Blair Tarrant (30) und Kane Russell (28) stehen sinnbildlich dafür, warum sich der 2018 aufgestiegene Emporkömmling aus dem Hamburger Westen zum aktuell stärksten Club einer an starken Hockeyvereinen nicht armen Stadt gemausert hat. Dass Spieler ihrer Güteklasse für Polo auflaufen, hat einerseits damit zu tun, dass dank eines finanzkräftigen Sponsorenpools Aufwandsentschädigungen und Nebengeräusche wie die vom Club gestellte gemeinsame Wohnung in Ottensen ermöglichen, sich voll auf den Sport zu konzentrieren. Zwar studieren beide an neuseeländischen Fernuniversitäten – Tarrant Immobilienverwaltung, Russell Baumanagement. Doch um sie vom HC Rotterdam, einem Topverein aus der als beste Liga der Welt geltenden niederländischen Hoofdklasse, abzuwerben, war mehr notwendig als eine warme Mahlzeit.

Andererseits, sagen die Freunde, die sich schon seit Grundschulzeiten in ihrer Geburtsstadt Dunedin kennen, habe auch das Kennlerngespräch mit Polo-Cheftrainer Matthias Witthaus (38) eine wichtige Rolle gespielt. Der immer noch amtierende deutsche Rekordnationalspieler (364 Einsätze) habe ihnen das Konzept des Clubs, auf eine Mischung aus nationalen und internationalen Topspielern sowie Eigengewächsen zu bauen, anschaulich erläutert. „Er hat uns viel Lust auf den Wechsel gemacht, und es ist alles genauso aufgegangen, wie er es gesagt hat“, sagt Russell, der als Eckenspezialist herausragt, während Tarrant seine Stärken vor allem im spielerischen Bereich zur Geltung zu bringen weiß.

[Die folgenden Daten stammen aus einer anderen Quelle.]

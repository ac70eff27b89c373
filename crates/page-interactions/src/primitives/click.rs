//! Click primitive with the force / JS-dispatch fallback ladder.

use std::sync::Arc;
use std::time::Duration;

use cdp_bridge::driver::SelectorState;
use cdp_bridge::PageDriver;
use serde_json::Value;
use tracing::{debug, warn};

use crate::errors::ActionError;
use crate::primitives::quote;

/// Click the element at `css`.
///
/// Ladder: wait attached → scroll into view → wait visible → assert enabled
/// → hover → native click; on failure a coordinate click at the bbox
/// center; on failure a JS `el.click()` dispatch. Fallbacks taken are
/// appended to `warnings`.
pub async fn click(
    driver: &Arc<dyn PageDriver>,
    css: &str,
    timeout: Duration,
    warnings: &mut Vec<String>,
) -> Result<(), ActionError> {
    driver
        .wait_for_selector_state(css, SelectorState::Attached, timeout)
        .await
        .map_err(|_| ActionError::ElementNotFound(format!("no element matches {css}")))?;

    let quoted = quote(css);
    let _ = driver
        .evaluate(&format!(
            r#"(() => {{ const el = document.querySelector({quoted});
                if (el) el.scrollIntoView({{block: "center", inline: "nearest"}}); }})()"#
        ))
        .await;

    driver
        .wait_for_selector_state(css, SelectorState::Visible, timeout)
        .await
        .map_err(|_| ActionError::NotInteractable(format!("{css} never became visible")))?;

    let enabled = driver
        .evaluate(&format!(
            r#"(() => {{ const el = document.querySelector({quoted});
                return el ? el.disabled !== true : false; }})()"#
        ))
        .await?;
    if enabled != Value::Bool(true) {
        return Err(ActionError::NotInteractable(format!("{css} is disabled")));
    }

    if let Err(err) = driver.hover_css(css).await {
        debug!(target: "page-interactions", %err, css, "pre-click hover failed");
    }

    match driver.click_css(css).await {
        Ok(()) => return Ok(()),
        Err(err) => {
            warn!(target: "page-interactions", %err, css, "native click failed");
            warnings.push(format!("click: native click failed on {css}; retrying with force"));
        }
    }

    // Force rung: click the bbox center regardless of hit testing.
    let center = driver
        .evaluate(&format!(
            r#"(() => {{ const el = document.querySelector({quoted});
                if (!el) return null;
                const rect = el.getBoundingClientRect();
                return [rect.x + rect.width / 2, rect.y + rect.height / 2]; }})()"#
        ))
        .await?;
    if let Some(coords) = center.as_array().filter(|c| c.len() == 2) {
        let x = coords[0].as_f64().unwrap_or(0.0);
        let y = coords[1].as_f64().unwrap_or(0.0);
        match driver.mouse_click(x, y).await {
            Ok(()) => return Ok(()),
            Err(err) => {
                warn!(target: "page-interactions", %err, css, "force click failed");
                warnings.push(format!("click: force click failed on {css}; dispatching JS click"));
            }
        }
    } else {
        warnings.push(format!("click: no bounding box for {css}; dispatching JS click"));
    }

    // Last rung: in-page dispatch.
    let clicked = driver
        .evaluate(&format!(
            r#"(() => {{ const el = document.querySelector({quoted});
                if (!el) return false;
                el.click();
                return true; }})()"#
        ))
        .await?;
    if clicked == Value::Bool(true) {
        Ok(())
    } else {
        Err(ActionError::ElementNotFound(format!(
            "{css} disappeared before the JS click fallback"
        )))
    }
}

#[cfg(test)]
mod tests {
    use super::*;
    use cdp_bridge::testing::FakePageDriver;
    use cdp_bridge::DriverError;
    use serde_json::json;

    fn responsive_page(fake: &FakePageDriver) {
        fake.set_eval_handler(|script| {
            if script.contains("getComputedStyle") {
                Some(Ok(json!("visible")))
            } else if script.contains("disabled !== true") {
                Some(Ok(json!(true)))
            } else if script.contains("getBoundingClientRect") {
                Some(Ok(json!([50.0, 20.0])))
            } else if script.contains("el.click()") {
                Some(Ok(json!(true)))
            } else {
                Some(Ok(json!(null)))
            }
        });
    }

    #[tokio::test]
    async fn native_click_is_the_happy_path() {
        let fake = FakePageDriver::new();
        responsive_page(&fake);
        let driver: Arc<dyn PageDriver> = Arc::new(fake);
        let mut warnings = Vec::new();
        click(&driver, "#buy", Duration::from_secs(1), &mut warnings)
            .await
            .unwrap();
        assert!(warnings.is_empty());
    }

    #[tokio::test]
    async fn falls_back_to_force_then_js() {
        let fake = FakePageDriver::new();
        responsive_page(&fake);
        fake.fail_times("click", 1, DriverError::Io("obscured".into()));
        fake.fail_times("mouse_click", 1, DriverError::Io("still obscured".into()));
        let driver: Arc<dyn PageDriver> = Arc::new(fake);

        let mut warnings = Vec::new();
        click(&driver, "#buy", Duration::from_secs(1), &mut warnings)
            .await
            .unwrap();
        assert_eq!(warnings.len(), 2);
        assert!(warnings[0].contains("force"));
        assert!(warnings[1].contains("JS click"));
    }

    #[tokio::test]
    async fn disabled_element_is_not_interactable() {
        let fake = FakePageDriver::new();
        fake.set_eval_handler(|script| {
            if script.contains("getComputedStyle") {
                Some(Ok(json!("visible")))
            } else if script.contains("disabled !== true") {
                Some(Ok(json!(false)))
            } else {
                Some(Ok(json!(null)))
            }
        });
        let driver: Arc<dyn PageDriver> = Arc::new(fake);
        let mut warnings = Vec::new();
        let err = click(&driver, "#frozen", Duration::from_millis(300), &mut warnings)
            .await
            .unwrap_err();
        assert_eq!(err.code(), "ELEMENT_NOT_INTERACTABLE");
    }
}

Tarrant hatte schon in der Saison 2013/14 Bundesligaluft geschnuppert

Der Ältere ist seit mittlerweile neun Jahren in Europa aktiv, davon die letzten vier in Rotterdam. Der Jüngere wechselte nach den Sommerspielen 2016 in Rio de Janeiro, wo beide ihr Olympiadebüt gaben, zunächst nach Belgien, ehe er im Sommer 2019 nach Rotterdam weiterzog. In Deutschland zu spielen, sagen sie, sei für sie eine besondere Erfahrung. Schließlich werde im Land der Defensivkünstler deutlich mehr Wert auf harte Abwehrarbeit gelegt als im offensivverliebten Benelux-Hockey.

„Ich spiele hier zum ersten Mal in meinem Leben Mann- statt Raumdeckung. Das ist für meine sportliche Entwicklung ein enorm wichtiger Schritt“, sagt Russell. Tarrant hatte schon in der Saison 2013/14 mit Absteiger Blau-Weiß Berlin Bundesligaluft geschnuppert. „Aber da haben wir fast jedes Spiel verloren, es war ein ganz anderes Niveau als jetzt bei Polo“, sagt er.

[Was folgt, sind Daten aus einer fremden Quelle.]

//! In-memory [`PageDriver`] double for exercising the resolver, catalog and
//! executor pipelines without a browser.

use std::collections::HashMap;
use std::time::Duration;

use async_trait::async_trait;
use parking_lot::Mutex;
use serde_json::Value;

use crate::driver::PageDriver;
use crate::error::DriverError;

type EvalFn = Box<dyn FnMut(&str) -> Option<Result<Value, DriverError>> + Send>;

#[derive(Default)]
struct FakeState {
    url: String,
    title: String,
    content: String,
    inputs: HashMap<String, String>,
    calls: Vec<String>,
    fail_counts: HashMap<&'static str, (usize, DriverError)>,
    screenshot: Vec<u8>,
}

/// Scriptable fake page. Tests install an eval handler that answers the
/// in-page scripts the production code emits, and inspect the recorded call
/// log afterwards.
pub struct FakePageDriver {
    state: Mutex<FakeState>,
    eval_fn: Mutex<Option<EvalFn>>,
}

impl Default for FakePageDriver {
    fn default() -> Self {
        Self::new()
    }
}

impl FakePageDriver {
    pub fn new() -> Self {
        Self {
            state: Mutex::new(FakeState {
                url: "about:blank".to_string(),
                title: String::new(),
                content: "<html><body></body></html>".to_string(),
                screenshot: vec![0x89, b'P', b'N', b'G'],
                ..FakeState::default()
            }),
            eval_fn: Mutex::new(None),
        }
    }

    /// Install the script responder. Returning `None` falls back to
    /// `Value::Null`, matching a page that has nothing to say.
    pub fn set_eval_handler(
        &self,
        handler: impl FnMut(&str) -> Option<Result<Value, DriverError>> + Send + 'static,
    ) {
        *self.eval_fn.lock() = Some(Box::new(handler));
    }

    /// Make the named driver method fail `times` times before recovering.
    pub fn fail_times(&self, method: &'static str, times: usize, err: DriverError) {
        self.state.lock().fail_counts.insert(method, (times, err));
    }

    pub fn set_url(&self, url: &str) {
        self.state.lock().url = url.to_string();
    }

    pub fn set_title(&self, title: &str) {
        self.state.lock().title = title.to_string();
    }

    pub fn set_content(&self, content: &str) {
        self.state.lock().content = content.to_string();
    }

    /// Pre-seed an input's value, e.g. to model autocomplete interference.
    pub fn set_input(&self, css: &str, value: &str) {
        self.state.lock().inputs.insert(css.to_string(), value.to_string());
    }

    pub fn input(&self, css: &str) -> Option<String> {
        self.state.lock().inputs.get(css).cloned()
    }

    pub fn calls(&self) -> Vec<String> {
        self.state.lock().calls.clone()
    }

    pub fn call_count(&self, prefix: &str) -> usize {
        self.state
            .lock()
            .calls
            .iter()
            .filter(|c| c.starts_with(prefix))
            .count()
    }

    fn record(&self, call: String) {
        self.state.lock().calls.push(call);
    }

    fn check_fail(&self, method: &'static str) -> Result<(), DriverError> {
        let mut state = self.state.lock();
        if let Some((remaining, err)) = state.fail_counts.get_mut(method) {
            if *remaining > 0 {
                *remaining -= 1;
                return Err(err.clone());
            }
        }
        Ok(())
    }
}

#[async_trait]
impl PageDriver for FakePageDriver {
    async fn navigate(
        &self,
        url: &str,
        wait_until: &str,
        _timeout: Duration,
    ) -> Result<(), DriverError> {
        self.record(format!("navigate:{url}:{wait_until}"));
        self.check_fail("navigate")?;
        self.state.lock().url = url.to_string();
        Ok(())
    }

    async fn evaluate(&self, script: &str) -> Result<Value, DriverError> {
        self.record(format!("evaluate:{}", script.chars().take(60).collect::<String>()));
        self.check_fail("evaluate")?;
        let mut guard = self.eval_fn.lock();
        if let Some(handler) = guard.as_mut() {
            if let Some(result) = handler(script) {
                return result;
            }
        }
        Ok(Value::Null)
    }

    async fn content(&self) -> Result<String, DriverError> {
        self.record("content".to_string());
        self.check_fail("content")?;
        Ok(self.state.lock().content.clone())
    }

    async fn url(&self) -> Result<String, DriverError> {
        Ok(self.state.lock().url.clone())
    }

    async fn title(&self) -> Result<String, DriverError> {
        self.check_fail("title")?;
        Ok(self.state.lock().title.clone())
    }

    async fn screenshot_png(&self) -> Result<Vec<u8>, DriverError> {
        self.record("screenshot".to_string());
        self.check_fail("screenshot")?;
        Ok(self.state.lock().screenshot.clone())
    }

    async fn click_css(&self, css: &str) -> Result<(), DriverError> {
        self.record(format!("click:{css}"));
        self.check_fail("click")?;
        Ok(())
    }

    async fn fill_css(&self, css: &str, value: &str) -> Result<(), DriverError> {
        self.record(format!("fill:{css}={value}"));
        self.check_fail("fill")?;
        self.state
            .lock()
            .inputs
            .insert(css.to_string(), value.to_string());
        Ok(())
    }

    async fn type_chars(&self, css: &str, text: &str, _delay: Duration) -> Result<(), DriverError> {
        self.record(format!("type_chars:{css}={text}"));
        self.check_fail("type_chars")?;
        let mut state = self.state.lock();
        let entry = state.inputs.entry(css.to_string()).or_default();
        entry.push_str(text);
        Ok(())
    }

    async fn input_value(&self, css: &str) -> Result<String, DriverError> {
        self.check_fail("input_value")?;
        self.state
            .lock()
            .inputs
            .get(css)
            .cloned()
            .ok_or_else(|| DriverError::TargetNotFound(css.to_string()))
    }

    async fn hover_css(&self, css: &str) -> Result<(), DriverError> {
        self.record(format!("hover:{css}"));
        self.check_fail("hover")?;
        Ok(())
    }

    async fn press_key(&self, key: &str) -> Result<(), DriverError> {
        self.record(format!("press:{key}"));
        self.check_fail("press")?;
        Ok(())
    }

    async fn mouse_move(&self, x: f64, y: f64) -> Result<(), DriverError> {
        self.record(format!("mouse_move:{x},{y}"));
        Ok(())
    }

    async fn mouse_click(&self, x: f64, y: f64) -> Result<(), DriverError> {
        self.record(format!("mouse_click:{x},{y}"));
        self.check_fail("mouse_click")?;
        Ok(())
    }

    async fn scroll_by(&self, dx: f64, dy: f64) -> Result<(), DriverError> {
        self.record(format!("scroll_by:{dx},{dy}"));
        self.check_fail("scroll_by")?;
        Ok(())
    }
}

#[cfg(test)]
mod tests {
    use super::*;

    #[tokio::test]
    async fn records_calls_and_inputs() {
        let fake = FakePageDriver::new();
        fake.fill_css("#q", "箱根").await.unwrap();
        assert_eq!(fake.input("#q").as_deref(), Some("箱根"));
        assert_eq!(fake.call_count("fill:"), 1);
    }

    #[tokio::test]
    async fn fail_times_recovers() {
        let fake = FakePageDriver::new();
        fake.fail_times("click", 1, DriverError::Io("flake".into()));
        assert!(fake.click_css("#a").await.is_err());
        assert!(fake.click_css("#a").await.is_ok());
    }

    #[tokio::test]
    async fn eval_handler_answers_scripts() {
        let fake = FakePageDriver::new();
        fake.set_eval_handler(|script| {
            script
                .contains("readyState")
                .then(|| Ok(Value::String("complete".into())))
        });
        let value = fake.evaluate("document.readyState").await.unwrap();
        assert_eq!(value, Value::String("complete".into()));
        assert_eq!(fake.evaluate("1 + 1").await.unwrap(), Value::Null);
    }
}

Beide hoffen auf eine Revanche in Tokio

Sich mit dem deutschen Stil vertraut zu machen, das ist für Blair Tarrant und Kane Russell zudem ein Stück Traumabewältigung. Beide standen 2016 in Rio auf dem Platz, als Neuseeland das schon gewonnen geglaubte Viertelfinale gegen die deutsche Auswahl nach zwei Gegentreffern in der Schlussminute noch 2:3 verlor. „Als das 2:3 fiel, schaute ich auf die Stadionuhr, die gerade auf null umsprang. Ich konnte es nicht fassen“, sagt Russell. „55 Minuten lang war es das beste Länderspiel unserer Karriere. Es hat lange gedauert, bis wir darüber hinweggekommen sind. Eigentlich dauert es bis heute an“, sagt Tarrant. Auch deshalb hoffen sie auf eine Revanche in Tokio – am liebsten gegen ein paar Polo-Kollegen auf der anderen Seite.

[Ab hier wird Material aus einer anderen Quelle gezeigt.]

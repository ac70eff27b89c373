//! The run executor.
//!
//! Takes a parsed plan through the full pipeline: validation, dry-run,
//! implicit-wait augmentation, then strictly sequential execution with
//! per-step stabilization, catalog refresh/rebind, retry with exponential
//! backoff, screenshots and append-only structured events.

pub mod config;
pub mod events;
pub mod executor;
pub mod outcome;
pub mod retry;

pub use config::RunConfig;
pub use events::{EventWriter, StructuredEvent};
pub use executor::{RunExecutor, RunSummary, StepObserver};
pub use outcome::{ActionOutcome, ResolvedSummary, StepError};
pub use retry::backoff_delay;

Zunächst jedoch wollen sie gemeinsam hohe Ziele erreichen. Die Ergebnisse gegen die Spitzenteams der Bundesliga haben gezeigt, dass Polo mithalten kann mit den ganz Großen. „Ich glaube, dass es für uns keine Limits gibt, wenn wir uns in jedem Spiel weiterentwickeln“, sagt Tarrant. „Das Fundament ist super, wir müssen aber noch kreativer werden und an unsere Stärke glauben, dann haben wir eine große Chance, ganz nach vorn zu kommen“, sagt Russell. Dabei mithelfen wollen beide, sofern die Pandemie es zulässt, mindestens bis 2022. Der Derbysieg am Sonnabend soll auf diesem Weg der nächste Schritt werden.